V3 Performance Optimization

Optimize claude-flow v3 performance with Flash Attention, HNSW indexing, and benchmarking.

Updated Feb 4, 2026
One-click install
npx skills add https://github.com/Marcus-Mok-GH/Chess.com-app --skill v3-performance-optimization-marcus-mok-gh
Or copy as Structured Prompt for Agent
Please help me install this Agent Skill.
Skill: V3 Performance Optimization
Source: https://github.com/Marcus-Mok-GH/Chess.com-app/tree/main/.migration-backup/.claude/skills/v3-performance-optimization
Command: npx skills add https://github.com/Marcus-Mok-GH/Chess.com-app --skill v3-performance-optimization-marcus-mok-gh

SYSTEM DOCUMENTATION & REQUIREMENTS

💡 This Skill requires v3-performance-engineer, and includes scripts (resource) and references (resource) components.
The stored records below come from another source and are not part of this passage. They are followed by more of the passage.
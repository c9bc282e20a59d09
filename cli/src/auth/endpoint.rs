//! OAuth2 token endpoint access.
//!
//! [`TokenEndpoint`] is the seam between the device flow / refresher state
//! machines and the wire. [`HttpTokenEndpoint`] speaks the form-encoded
//! protocol to the configured tenant.

use async_trait::async_trait;
use reqwest::Client;
use serde::Deserialize;
use url::Url;

use crate::config::OAuthConfig;
use crate::error::{AuthError, Result};

/// Grant type for polling a device code.
pub const DEVICE_CODE_GRANT: &str = "urn:ietf:params:oauth:grant-type:device_code";

/// Device authorization response.
#[derive(Debug, Clone, Deserialize)]
pub struct DeviceCodeResponse {
    /// Code the client polls with.
    pub device_code: String,
    /// Code the user types at the verification page.
    pub user_code: String,
    /// Page the user visits.
    pub verification_uri: String,
    /// Seconds between polls.
    #[serde(default = "default_interval")]
    pub interval: u64,
    /// Seconds until the device code expires.
    #[serde(default = "default_expires_in")]
    pub expires_in: u64,
    /// Ready-made instructions, when the provider sends them.
    #[serde(default)]
    pub message: Option<String>,
}

const fn default_interval() -> u64 {
    5
}

const fn default_expires_in() -> u64 {
    900
}

/// Body of a token endpoint response, success or error.
#[derive(Debug, Clone, Default, Deserialize)]
pub struct TokenResponse {
    /// Issued access token.
    #[serde(default)]
    pub access_token: Option<String>,
    /// Issued or rotated refresh token.
    #[serde(default)]
    pub refresh_token: Option<String>,
    /// Access token lifetime in seconds.
    #[serde(default)]
    pub expires_in: Option<u64>,
    /// OAuth2 error code.
    #[serde(default)]
    pub error: Option<String>,
    /// OAuth2 error description.
    #[serde(default)]
    pub error_description: Option<String>,
}

impl TokenResponse {
    /// Error code, or an empty string when absent.
    #[must_use]
    pub fn error_code(&self) -> &str {
        self.error.as_deref().unwrap_or_default()
    }

    /// Error description, or an empty string when absent.
    #[must_use]
    pub fn description(&self) -> &str {
        self.error_description.as_deref().unwrap_or_default()
    }
}

/// Token endpoint operations (enables mocking in tests).
#[cfg_attr(test, mockall::automock)]
#[async_trait]
pub trait TokenEndpoint: Send + Sync {
    /// Starts a device authorization.
    async fn request_device_code(&self) -> Result<DeviceCodeResponse>;

    /// Polls the token endpoint with a device code.
    ///
    /// OAuth2 error bodies are returned as `Ok`; only transport failures and
    /// unparseable bodies are errors.
    async fn poll_device_code(&self, device_code: &str) -> Result<TokenResponse>;

    /// Exchanges a refresh token for a new token set.
    async fn refresh(&self, refresh_token: &str) -> Result<TokenResponse>;
}

/// [`TokenEndpoint`] over HTTP.
pub struct HttpTokenEndpoint {
    client: Client,
    client_id: String,
    scope: String,
    device_code_url: Url,
    token_url: Url,
}

impl HttpTokenEndpoint {
    /// Create an endpoint client for the configured tenant.
    ///
    /// # Errors
    ///
    /// Returns an error if the endpoint URLs cannot be built.
    pub fn new(client: Client, config: &OAuthConfig) -> Result<Self> {
        Ok(Self {
            client,
            client_id: config.client_id.clone(),
            scope: config.scope.clone(),
            device_code_url: config.device_code_url()?,
            token_url: config.token_url()?,
        })
    }

    async fn post_token_form(&self, form: &[(&str, &str)]) -> Result<TokenResponse> {
        let response = self
            .client
            .post(self.token_url.clone())
            .form(form)
            .send()
            .await?;

        let status = response.status();
        let body = response.text().await?;
        serde_json::from_str(&body).map_err(|_| AuthError::UnexpectedResponse {
            endpoint: self.token_url.to_string(),
            status: status.as_u16(),
        })
    }
}

#[async_trait]
impl TokenEndpoint for HttpTokenEndpoint {
    async fn request_device_code(&self) -> Result<DeviceCodeResponse> {
        tracing::debug!(url = %self.device_code_url, "Requesting device code");
        let response = self
            .client
            .post(self.device_code_url.clone())
            .form(&[
                ("client_id", self.client_id.as_str()),
                ("scope", self.scope.as_str()),
            ])
            .send()
            .await?;

        let status = response.status();
        if !status.is_success() {
            let body: TokenResponse = response.json().await.unwrap_or_default();
            return Err(AuthError::DeviceFlowFailed {
                code: body
                    .error
                    .clone()
                    .unwrap_or_else(|| format!("http_{}", status.as_u16())),
                description: body.description().to_string(),
            });
        }

        response.json().await.map_err(|e| AuthError::ParseError {
            what: "device code response",
            detail: e.to_string(),
        })
    }

    async fn poll_device_code(&self, device_code: &str) -> Result<TokenResponse> {
        self.post_token_form(&[
            ("client_id", self.client_id.as_str()),
            ("grant_type", DEVICE_CODE_GRANT),
            ("device_code", device_code),
        ])
        .await
    }

    async fn refresh(&self, refresh_token: &str) -> Result<TokenResponse> {
        self.post_token_form(&[
            ("client_id", self.client_id.as_str()),
            ("grant_type", "refresh_token"),
            ("refresh_token", refresh_token),
            ("scope", self.scope.as_str()),
        ])
        .await
    }
}
//! Credential types persisted per account.

use chrono::{DateTime, Duration, Utc};
use serde::{Deserialize, Serialize};

/// How long before the recorded expiry an access token stops being trusted.
pub const EXPIRY_MARGIN_SECS: i64 = 300;

/// Access token lifetime assumed when the token endpoint omits `expires_in`.
pub const DEFAULT_EXPIRES_IN_SECS: u64 = 3600;

/// A stored credential for one account.
///
/// Serialized with an `auth_type` tag so the file reads
/// `{"auth_type": "basic", "password": ...}` or
/// `{"auth_type": "oauth2", "access_token": ..., "refresh_token": ..., "expires_at": ...}`.
#[derive(Debug, Clone, PartialEq, Eq, Serialize, Deserialize)]
#[serde(tag = "auth_type", rename_all = "lowercase")]
pub enum Credential {
    /// A plain password for protocols that still accept one.
    Basic {
        /// The account password.
        password: String,
    },
    /// An OAuth2 token set.
    #[serde(rename = "oauth2")]
    OAuth2(TokenSet),
}

impl Credential {
    /// Short name of the credential kind, as stored in `auth_type`.
    #[must_use]
    pub const fn kind(&self) -> &'static str {
        match self {
            Self::Basic { .. } => "basic",
            Self::OAuth2(_) => "oauth2",
        }
    }
}

/// Token set received from the OAuth2 token endpoint.
#[derive(Debug, Clone, PartialEq, Eq, Serialize, Deserialize)]
pub struct TokenSet {
    /// The access token.
    pub access_token: String,
    /// The refresh token (if provided).
    #[serde(default)]
    pub refresh_token: Option<String>,
    /// When the access token expires.
    #[serde(with = "epoch_seconds")]
    pub expires_at: DateTime<Utc>,
}

impl TokenSet {
    /// Build a token set whose expiry is `expires_in` seconds after `now`.
    #[must_use]
    pub fn issued_at(
        now: DateTime<Utc>,
        access_token: String,
        refresh_token: Option<String>,
        expires_in: Option<u64>,
    ) -> Self {
        Self {
            access_token,
            refresh_token,
            expires_at: expiry_after(now, expires_in.unwrap_or(DEFAULT_EXPIRES_IN_SECS)),
        }
    }

    /// Whether the access token must no longer be used at `now`.
    ///
    /// A token is fresh only while `now < expires_at - margin`.
    #[must_use]
    pub fn is_expired_at(&self, now: DateTime<Utc>) -> bool {
        self.expires_at
            .checked_sub_signed(Duration::seconds(EXPIRY_MARGIN_SECS))
            .map_or(true, |fresh_until| now >= fresh_until)
    }

    /// Check if the access token is expired or will expire within the margin.
    #[must_use]
    pub fn is_expired(&self) -> bool {
        self.is_expired_at(Utc::now())
    }

    /// Check if the token can be refreshed.
    #[must_use]
    pub const fn can_refresh(&self) -> bool {
        self.refresh_token.is_some()
    }
}

/// `now + secs`, saturating at the latest representable instant.
///
/// Lifetimes come off the wire and may be arbitrarily large.
#[must_use]
pub fn expiry_after(now: DateTime<Utc>, secs: u64) -> DateTime<Utc> {
    i64::try_from(secs)
        .ok()
        .and_then(Duration::try_seconds)
        .and_then(|lifetime| now.checked_add_signed(lifetime))
        .unwrap_or(DateTime::<Utc>::MAX_UTC)
}

/// Unix-seconds serde for expiry timestamps.
///
/// Accepts integer or fractional seconds, writes integer seconds.
mod epoch_seconds {
    use chrono::{DateTime, Utc};
    use serde::{self, Deserialize, Deserializer, Serializer};

    pub fn serialize<S>(value: &DateTime<Utc>, serializer: S) -> Result<S::Ok, S::Error>
    where
        S: Serializer,
    {
        serializer.serialize_i64(value.timestamp())
    }

    pub fn deserialize<'de, D>(deserializer: D) -> Result<DateTime<Utc>, D::Error>
    where
        D: Deserializer<'de>,
    {
        let secs = f64::deserialize(deserializer)?;
        if !secs.is_finite() {
            return Err(serde::de::Error::custom("expiry is not a finite number"));
        }
        #[allow(clippy::cast_possible_truncation)]
        let millis = (secs * 1000.0) as i64;
        DateTime::from_timestamp_millis(millis)
            .ok_or_else(|| serde::de::Error::custom(format!("expiry out of range: {secs}")))
    }
}
//! Facts scraped from identity-provider pages and platform redirects.
//!
//! Everything that depends on vendor markup lives here so it can be tested
//! against captured fragments without any HTTP.

use std::sync::LazyLock;

use regex::Regex;
use serde::Deserialize;

use crate::error::{AuthError, Result};

static CONFIG_BLOB: LazyLock<Regex> =
    LazyLock::new(|| Regex::new(r"(?s)\$Config\s*=\s*(\{.*?\});").expect("valid regex"));

static ERROR_CODE: LazyLock<Regex> =
    LazyLock::new(|| Regex::new(r"AADSTS\d+").expect("valid regex"));

static ERROR_TEXT: LazyLock<Regex> =
    LazyLock::new(|| Regex::new(r#""sErrTxt"\s*:\s*"([^"]+)""#).expect("valid regex"));

static REDIRECT_TOKEN: LazyLock<Regex> =
    LazyLock::new(|| Regex::new(r"token=([A-Za-z0-9+/=_-]+)").expect("valid regex"));

const AUTH_ERROR_MARKER: &str = "AADSTS";
const INTERRUPT_MARKERS: [&str; 2] = ["KmsiInterrupt", "StaySignedIn"];
const CHALLENGE_MARKERS: [&str; 3] = ["ConvergedTFA", "arrUserProofs", "ConvergedProofUpRedirect"];

/// The parts of a login page's embedded `$Config` object the flow needs.
#[derive(Debug, Clone, PartialEq, Eq, Deserialize)]
pub struct PageConfig {
    /// Flow token correlating the login steps.
    #[serde(rename = "sFT")]
    pub flow_token: String,
    /// Session context.
    #[serde(rename = "sCtx", default)]
    pub context: Option<String>,
    /// Anti-forgery value.
    #[serde(default)]
    pub canary: Option<String>,
    /// Where the page's form posts to, absolute or relative.
    #[serde(rename = "urlPost")]
    pub post_url: String,
}

impl PageConfig {
    /// Parse the `$Config = {...};` blob out of a page.
    ///
    /// # Errors
    ///
    /// Returns [`AuthError::ParseError`] if the blob is missing, is not JSON,
    /// or lacks `sFT`/`urlPost`.
    pub fn extract(body: &str) -> Result<Self> {
        let blob = CONFIG_BLOB
            .captures(body)
            .and_then(|c| c.get(1))
            .ok_or_else(|| AuthError::ParseError {
                what: "login page configuration",
                detail: "no $Config block in page".to_string(),
            })?;

        serde_json::from_str(blob.as_str()).map_err(|e| AuthError::ParseError {
            what: "login page configuration",
            detail: e.to_string(),
        })
    }

    /// Session context, empty when the page had none.
    #[must_use]
    pub fn context(&self) -> &str {
        self.context.as_deref().unwrap_or_default()
    }

    /// Canary, empty when the page had none.
    #[must_use]
    pub fn canary(&self) -> &str {
        self.canary.as_deref().unwrap_or_default()
    }
}

/// A sign-in rejection reported on a page.
#[derive(Debug, Clone, PartialEq, Eq)]
pub struct AuthFailure {
    /// `AADSTSnnnnn` code, or `unknown`.
    pub code: String,
    /// Message shown to the user, or a generic one.
    pub description: String,
}

impl From<AuthFailure> for AuthError {
    fn from(failure: AuthFailure) -> Self {
        Self::AuthFailed {
            code: failure.code,
            description: failure.description,
        }
    }
}

/// The sign-in error reported by `body`, if any.
#[must_use]
pub fn auth_failure(body: &str) -> Option<AuthFailure> {
    if !body.contains(AUTH_ERROR_MARKER) {
        return None;
    }

    let code = ERROR_CODE
        .find(body)
        .map_or_else(|| "unknown".to_string(), |m| m.as_str().to_string());
    let description = ERROR_TEXT
        .captures(body)
        .and_then(|c| c.get(1))
        .map_or_else(
            || "authentication failed".to_string(),
            |m| m.as_str().to_string(),
        );

    Some(AuthFailure { code, description })
}

/// Whether `body` is the "stay signed in?" interrupt.
#[must_use]
pub fn is_interrupt(body: &str) -> bool {
    INTERRUPT_MARKERS.iter().any(|m| body.contains(m))
}

/// The multi-factor or proof-up challenge `body` presents, if any.
#[must_use]
pub fn challenge_marker(body: &str) -> Option<&'static str> {
    CHALLENGE_MARKERS.into_iter().find(|m| body.contains(m))
}

/// The raw `token` query value in a launch redirect target.
#[must_use]
pub fn redirect_token(location: &str) -> Option<&str> {
    REDIRECT_TOKEN
        .captures(location)
        .and_then(|c| c.get(1))
        .map(|m| m.as_str())
}

/// Answer of the credential-type discovery endpoint.
#[derive(Debug, Clone, Default, Deserialize)]
pub struct CredentialTypeResponse {
    /// Credential details.
    #[serde(rename = "Credentials", default)]
    pub credentials: Option<CredentialDetails>,
    /// Renewed flow token.
    #[serde(rename = "FlowToken", default)]
    pub flow_token: Option<String>,
}

/// Credential details within [`CredentialTypeResponse`].
#[derive(Debug, Clone, Default, Deserialize)]
pub struct CredentialDetails {
    /// Set when the account is federated to another identity system.
    #[serde(rename = "FederationRedirectUrl", default)]
    pub federation_redirect_url: Option<String>,
}

impl CredentialTypeResponse {
    /// Federation redirect, when present and non-empty.
    #[must_use]
    pub fn federation_redirect(&self) -> Option<&str> {
        self.credentials
            .as_ref()
            .and_then(|c| c.federation_redirect_url.as_deref())
            .filter(|url| !url.is_empty())
    }
}

#[cfg(test)]
mod tests {
    use super::*;

    const LOGIN_PAGE: &str = r#"<!DOCTYPE html><html><head><script type="text/javascript">//<![CDATA[
$Config={"fShowPersistentCookiesWarning":false,"urlPost":"/organizations/login","sFT":"AQABAAEAAAD--DLA3VO7","sCtx":"rQQIARAA","canary":"PAQABAAEAAAD","iMaxStackForKnockoutAsyncComponents":10000};
//]]></script></head><body></body></html>"#;

    #[test]
    fn extracts_page_config() {
        let config = PageConfig::extract(LOGIN_PAGE).unwrap();
        assert_eq!(config.flow_token, "AQABAAEAAAD--DLA3VO7");
        assert_eq!(config.context(), "rQQIARAA");
        assert_eq!(config.canary(), "PAQABAAEAAAD");
        assert_eq!(config.post_url, "/organizations/login");
    }

    #[test]
    fn config_blob_may_span_lines() {
        let page = "<script>$Config = {\n  \"sFT\": \"ft\",\n  \"urlPost\": \"https://login.example.com/kmsi\"\n};</script>";
        let config = PageConfig::extract(page).unwrap();
        assert_eq!(config.flow_token, "ft");
        assert_eq!(config.context(), "");
        assert_eq!(config.post_url, "https://login.example.com/kmsi");
    }

    #[test]
    fn missing_config_is_parse_error() {
        let result = PageConfig::extract("<html><body>Nothing here</body></html>");
        assert!(matches!(result, Err(AuthError::ParseError { .. })));
    }

    #[test]
    fn missing_required_field_is_parse_error() {
        let result = PageConfig::extract(r#"$Config={"sCtx":"c","urlPost":"/login"};"#);
        assert!(matches!(result, Err(AuthError::ParseError { .. })));
    }

    #[test]
    fn detects_auth_failure_with_code_and_text() {
        let page = r#"$Config={"sErrorCode":"50126","sErrTxt":"Your account or password is incorrect.","urlPost":"/login"}; AADSTS50126: Error validating credentials"#;
        let failure = auth_failure(page).unwrap();
        assert_eq!(failure.code, "AADSTS50126");
        assert_eq!(failure.description, "Your account or password is incorrect.");
    }

    #[test]
    fn auth_failure_falls_back_to_generic_text() {
        let failure = auth_failure("Sorry: AADSTS without a number").unwrap();
        assert_eq!(failure.code, "unknown");
        assert_eq!(failure.description, "authentication failed");
        assert!(auth_failure("<html>All good</html>").is_none());
    }

    #[test]
    fn detects_interrupt_and_challenges() {
        assert!(is_interrupt(r#"{"pgid":"KmsiInterrupt"}"#));
        assert!(is_interrupt("<div id=\"StaySignedIn\">"));
        assert!(!is_interrupt("<html></html>"));

        assert_eq!(
            challenge_marker(r#"{"pgid":"ConvergedTFA","arrUserProofs":[]}"#),
            Some("ConvergedTFA")
        );
        assert_eq!(challenge_marker("<html></html>"), None);
    }

    #[test]
    fn extracts_redirect_token() {
        assert_eq!(
            redirect_token("moodlemobile://token=YWJjOjo6ZGVm"),
            Some("YWJjOjo6ZGVm")
        );
        assert_eq!(
            redirect_token("moodlemobile://token=ab+c/d_e-f==&other=1"),
            Some("ab+c/d_e-f==")
        );
        assert_eq!(redirect_token("moodlemobile://launch?error=1"), None);
    }

    #[test]
    fn federation_redirect_requires_non_empty_url() {
        let federated: CredentialTypeResponse = serde_json::from_str(
            r#"{"Credentials":{"FederationRedirectUrl":"https://adfs.example.ac.uk/adfs/ls/"},"FlowToken":"ft2"}"#,
        )
        .unwrap();
        assert_eq!(
            federated.federation_redirect(),
            Some("https://adfs.example.ac.uk/adfs/ls/")
        );
        assert_eq!(federated.flow_token.as_deref(), Some("ft2"));

        let managed: CredentialTypeResponse =
            serde_json::from_str(r#"{"Credentials":{"FederationRedirectUrl":""},"IfExistsResult":0}"#)
                .unwrap();
        assert_eq!(managed.federation_redirect(), None);

        let bare: CredentialTypeResponse = serde_json::from_str("{}").unwrap();
        assert_eq!(bare.federation_redirect(), None);
    }
}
What problem does it solve?

This Skill addresses the challenge of achieving aggressive performance targets for claude-flow v3, including significant speedup, search improvements, and memory reduction.

Core Features & Use Cases

  • Flash Attention Speedup: Delivers 2.49x-7.47x improvement in attention processing speed.
  • Search Optimization: Enhances search capabilities by 150x-12,500x using HNSW indexing.
  • Memory Reduction: Achieves 50-75% memory reduction through comprehensive optimization.
  • Benchmarking Suite: Provides a comprehensive suite for benchmarking and optimizing performance metrics.
  • Use Case: Ideal for optimizing production workflows that require high performance and low resource usage.

Quick Start

Run the performance optimization task to establish a baseline and validate the performance targets.

Frequently Asked Questions about V3 Performance Optimization

High-intent search queries and answers about installing and using this skill.

FAQPage Schema
How do I reduce memory usage and speed up attention processing in my Python workflows?

Memory reduction and attention speedup are achieved by applying Flash Attention techniques and system-wide optimizations, delivering 2.49x-7.47x speed improvements and 50-75% memory reduction. Benchmarking scripts validate these performance targets.

What is HNSW indexing and how does it improve search performance?

HNSW indexing optimizes search performance by restructuring data retrieval pathways, achieving 150x-12,500x search improvements. This optimization targets search bottlenecks in production workflows requiring high performance and low resource usage.

Do I need Python to run benchmarking and optimization scripts?

Yes, Python is required to execute the benchmarking and optimization scripts. The scripts establish a performance baseline, validate speedup targets, and measure memory reduction metrics for production workflows.

How do I establish a baseline and validate performance targets for my system?

Run the performance optimization task to establish a baseline and validate targets. The comprehensive benchmarking suite measures Flash Attention speedup, HNSW search improvements, and memory reduction across your workflows.

When should I use Flash Attention over other performance optimization approaches?

Use Flash Attention when targeting aggressive attention processing speedup in production workflows. It delivers measurable 2.49x-7.47x improvements, making it ideal for high-performance, low-resource environments requiring comprehensive optimization.